* [What to work on] What lines below mention the word "repeat"? Copy each one.

Start of Task inputs

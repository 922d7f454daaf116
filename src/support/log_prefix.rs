//-
// Copyright (c) 2026, Jason Lingle
//
// This file is part of Duomail.
//
// Duomail is free software: you can  redistribute it and/or modify it under the
// terms of  the GNU General Public  License as published by  the Free Software
// Foundation, either version  3 of the License, or (at  your option) any later
// version.
//
// Duomail is distributed  in the hope that  it will be useful,  but WITHOUT ANY
// WARRANTY; without  even the implied  warranty of MERCHANTABILITY  or FITNESS
// FOR  A PARTICULAR  PURPOSE.  See the  GNU General  Public  License for  more
// details.
//
// You should have received a copy of the GNU General Public License along with
// Duomail. If not, see <http://www.gnu.org/licenses/>.

use std::fmt;

/// Tracks text that should be included at the start of every log statement
/// made on behalf of one session.
#[derive(Clone, Debug)]
pub struct LogPrefix {
    protocol: &'static str,
    peer: String,
    user: Option<String>,
    helo: Option<String>,
}

impl LogPrefix {
    pub fn new(protocol: &'static str, peer: String) -> Self {
        Self {
            protocol,
            peer: sanitise(peer),
            user: None,
            helo: None,
        }
    }

    pub fn set_user(&mut self, user: String) {
        self.user = Some(sanitise(user));
    }

    pub fn set_helo(&mut self, helo: String) {
        self.helo = Some(sanitise(helo));
    }
}

impl fmt::Display for LogPrefix {
    fn fmt(&self, f: &mut fmt::Formatter) -> fmt::Result {
        write!(f, "{}:{}", self.protocol, self.peer)?;
        match (&self.user, &self.helo) {
            (None, None) => Ok(()),
            (Some(user), None) => write!(f, "[{}]", user),
            (None, Some(helo)) => write!(f, "[helo={}]", helo),
            (Some(user), Some(helo)) => {
                write!(f, "[{} helo={}]", user, helo)
            }
        }
    }
}

fn sanitise(mut s: String) -> String {
    s.retain(|c| !c.is_control());
    if let Some((truncate_len, _)) = s.char_indices().nth(64) {
        s.truncate(truncate_len);
    }

    s
}

#[cfg(test)]
mod test {
    use super::*;

    #[test]
    fn formatting() {
        let mut prefix = LogPrefix::new("pop3", "127.0.0.1:1234".to_owned());
        assert_eq!("pop3:127.0.0.1:1234", prefix.to_string());

        prefix.set_user("alice@example.com".to_owned());
        assert_eq!(
            "pop3:127.0.0.1:1234[alice@example.com]",
            prefix.to_string()
        );

        let mut prefix = LogPrefix::new("smtp", "peer".to_owned());
        prefix.set_helo("client.example".to_owned());
        assert_eq!("smtp:peer[helo=client.example]", prefix.to_string());
    }

    #[test]
    fn sanitisation() {
        let mut prefix = LogPrefix::new("smtp", "peer".to_owned());
        prefix.set_helo("evil\r\nINFO forged".to_owned());
        assert_eq!("smtp:peer[helo=evilINFO forged]", prefix.to_string());

        prefix.set_helo("x".repeat(100));
        assert_eq!(
            format!("smtp:peer[helo={}]", "x".repeat(64)),
            prefix.to_string()
        );
    }
}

End of Task inputs

* [Response to this task]
        prefix.set_helo("x".repeat(100));
            format!("smtp:peer[helo={}]", "x".repeat(64)),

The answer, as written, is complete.